▶ **Saved data entries**:
====

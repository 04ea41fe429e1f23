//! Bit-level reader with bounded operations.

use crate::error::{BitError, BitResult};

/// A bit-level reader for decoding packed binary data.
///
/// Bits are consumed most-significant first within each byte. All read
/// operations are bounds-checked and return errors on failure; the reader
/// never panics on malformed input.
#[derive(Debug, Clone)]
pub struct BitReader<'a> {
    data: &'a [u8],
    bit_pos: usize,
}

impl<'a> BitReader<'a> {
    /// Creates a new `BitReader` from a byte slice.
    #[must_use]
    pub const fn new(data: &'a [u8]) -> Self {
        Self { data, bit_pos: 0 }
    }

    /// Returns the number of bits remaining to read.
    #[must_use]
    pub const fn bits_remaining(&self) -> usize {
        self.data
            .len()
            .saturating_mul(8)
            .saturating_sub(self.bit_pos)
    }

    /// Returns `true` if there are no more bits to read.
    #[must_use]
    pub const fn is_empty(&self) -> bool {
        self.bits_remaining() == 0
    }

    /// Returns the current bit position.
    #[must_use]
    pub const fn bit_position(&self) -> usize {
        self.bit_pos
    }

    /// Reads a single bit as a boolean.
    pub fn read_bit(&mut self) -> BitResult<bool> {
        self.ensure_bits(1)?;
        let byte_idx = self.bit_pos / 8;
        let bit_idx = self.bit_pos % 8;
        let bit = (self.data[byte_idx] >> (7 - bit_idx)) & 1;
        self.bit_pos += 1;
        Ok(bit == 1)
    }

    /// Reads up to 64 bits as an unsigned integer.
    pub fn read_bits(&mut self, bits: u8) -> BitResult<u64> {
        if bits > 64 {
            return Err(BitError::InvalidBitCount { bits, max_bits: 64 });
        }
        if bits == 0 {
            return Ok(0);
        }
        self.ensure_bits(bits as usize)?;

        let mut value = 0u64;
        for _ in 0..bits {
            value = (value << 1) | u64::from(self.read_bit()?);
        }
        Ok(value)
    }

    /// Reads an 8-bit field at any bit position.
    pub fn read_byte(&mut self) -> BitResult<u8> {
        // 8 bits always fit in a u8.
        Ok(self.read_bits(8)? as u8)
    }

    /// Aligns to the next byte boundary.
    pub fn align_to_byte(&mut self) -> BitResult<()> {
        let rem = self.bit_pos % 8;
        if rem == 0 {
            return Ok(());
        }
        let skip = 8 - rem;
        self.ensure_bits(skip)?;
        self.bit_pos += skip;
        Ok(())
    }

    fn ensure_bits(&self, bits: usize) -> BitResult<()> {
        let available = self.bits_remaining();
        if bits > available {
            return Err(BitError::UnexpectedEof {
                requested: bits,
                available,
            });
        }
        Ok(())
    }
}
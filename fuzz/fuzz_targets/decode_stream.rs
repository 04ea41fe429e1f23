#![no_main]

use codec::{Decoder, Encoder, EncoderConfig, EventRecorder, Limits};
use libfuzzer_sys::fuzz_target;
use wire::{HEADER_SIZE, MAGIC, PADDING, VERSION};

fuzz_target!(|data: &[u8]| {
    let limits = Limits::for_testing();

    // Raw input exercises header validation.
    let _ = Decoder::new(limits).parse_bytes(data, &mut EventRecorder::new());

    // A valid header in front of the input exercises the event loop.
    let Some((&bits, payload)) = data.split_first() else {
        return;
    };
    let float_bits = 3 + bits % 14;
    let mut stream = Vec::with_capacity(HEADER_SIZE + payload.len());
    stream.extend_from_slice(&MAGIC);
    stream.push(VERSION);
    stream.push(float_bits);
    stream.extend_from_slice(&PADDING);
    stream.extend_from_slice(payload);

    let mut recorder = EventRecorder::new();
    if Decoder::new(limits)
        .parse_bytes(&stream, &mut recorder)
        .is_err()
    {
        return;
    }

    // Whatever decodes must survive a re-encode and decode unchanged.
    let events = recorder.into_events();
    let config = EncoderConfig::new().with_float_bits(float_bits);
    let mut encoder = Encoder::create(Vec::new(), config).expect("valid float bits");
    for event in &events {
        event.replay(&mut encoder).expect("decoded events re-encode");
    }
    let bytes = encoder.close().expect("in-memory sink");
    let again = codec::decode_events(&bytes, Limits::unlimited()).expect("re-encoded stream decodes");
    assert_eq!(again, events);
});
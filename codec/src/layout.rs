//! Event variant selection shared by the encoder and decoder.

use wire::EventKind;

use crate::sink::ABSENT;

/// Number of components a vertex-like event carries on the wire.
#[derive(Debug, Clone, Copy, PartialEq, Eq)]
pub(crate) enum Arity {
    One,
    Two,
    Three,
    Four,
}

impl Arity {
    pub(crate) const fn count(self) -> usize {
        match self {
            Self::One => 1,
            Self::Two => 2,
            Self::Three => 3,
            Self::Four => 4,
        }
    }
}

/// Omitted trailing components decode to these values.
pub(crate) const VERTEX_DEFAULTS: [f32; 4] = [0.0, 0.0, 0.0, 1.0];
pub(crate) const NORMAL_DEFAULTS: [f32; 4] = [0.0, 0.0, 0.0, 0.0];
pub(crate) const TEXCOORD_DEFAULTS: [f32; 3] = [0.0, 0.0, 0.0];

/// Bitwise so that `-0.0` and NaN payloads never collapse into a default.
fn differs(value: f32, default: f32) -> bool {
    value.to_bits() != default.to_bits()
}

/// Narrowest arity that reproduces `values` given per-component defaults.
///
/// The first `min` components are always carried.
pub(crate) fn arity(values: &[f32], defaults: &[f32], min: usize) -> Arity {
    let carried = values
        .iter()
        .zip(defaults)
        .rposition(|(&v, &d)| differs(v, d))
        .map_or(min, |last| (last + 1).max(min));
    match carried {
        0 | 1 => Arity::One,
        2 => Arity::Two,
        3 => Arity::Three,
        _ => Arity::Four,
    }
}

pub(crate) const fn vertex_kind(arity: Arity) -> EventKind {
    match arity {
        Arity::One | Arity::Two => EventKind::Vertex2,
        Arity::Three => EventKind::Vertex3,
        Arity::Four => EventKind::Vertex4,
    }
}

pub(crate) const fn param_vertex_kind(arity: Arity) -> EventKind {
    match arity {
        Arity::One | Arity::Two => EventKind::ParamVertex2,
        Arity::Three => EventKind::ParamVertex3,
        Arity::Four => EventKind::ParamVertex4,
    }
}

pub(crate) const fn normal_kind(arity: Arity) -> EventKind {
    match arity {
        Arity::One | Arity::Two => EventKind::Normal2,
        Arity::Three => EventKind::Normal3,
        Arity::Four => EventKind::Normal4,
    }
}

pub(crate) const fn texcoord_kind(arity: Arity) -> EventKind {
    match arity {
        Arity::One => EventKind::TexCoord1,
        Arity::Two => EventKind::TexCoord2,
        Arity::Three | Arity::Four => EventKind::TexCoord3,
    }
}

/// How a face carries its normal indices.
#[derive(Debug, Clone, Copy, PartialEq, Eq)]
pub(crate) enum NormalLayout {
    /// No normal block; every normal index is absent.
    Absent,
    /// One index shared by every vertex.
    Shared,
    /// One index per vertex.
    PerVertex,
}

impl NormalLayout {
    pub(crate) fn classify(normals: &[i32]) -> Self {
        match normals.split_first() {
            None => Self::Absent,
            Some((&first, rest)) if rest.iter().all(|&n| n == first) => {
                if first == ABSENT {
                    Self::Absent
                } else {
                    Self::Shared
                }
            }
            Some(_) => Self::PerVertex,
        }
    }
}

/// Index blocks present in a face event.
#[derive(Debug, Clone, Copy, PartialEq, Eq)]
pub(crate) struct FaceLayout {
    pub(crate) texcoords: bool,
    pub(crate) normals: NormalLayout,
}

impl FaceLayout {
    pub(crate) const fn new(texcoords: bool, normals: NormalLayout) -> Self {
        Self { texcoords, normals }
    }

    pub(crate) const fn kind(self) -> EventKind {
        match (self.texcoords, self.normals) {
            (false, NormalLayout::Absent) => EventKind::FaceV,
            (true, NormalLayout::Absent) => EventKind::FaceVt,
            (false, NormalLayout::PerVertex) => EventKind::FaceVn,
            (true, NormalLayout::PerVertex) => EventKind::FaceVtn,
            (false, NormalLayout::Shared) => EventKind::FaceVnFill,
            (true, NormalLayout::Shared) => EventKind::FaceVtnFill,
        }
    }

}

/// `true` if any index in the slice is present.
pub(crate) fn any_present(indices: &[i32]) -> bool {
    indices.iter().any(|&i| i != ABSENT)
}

====

▶ **Work task**:
The expected answer is every line above in which the word "input" appears.

▶ **Task solution**:
/// never panics on malformed input.
    // Raw input exercises header validation.
    // A valid header in front of the input exercises the event loop.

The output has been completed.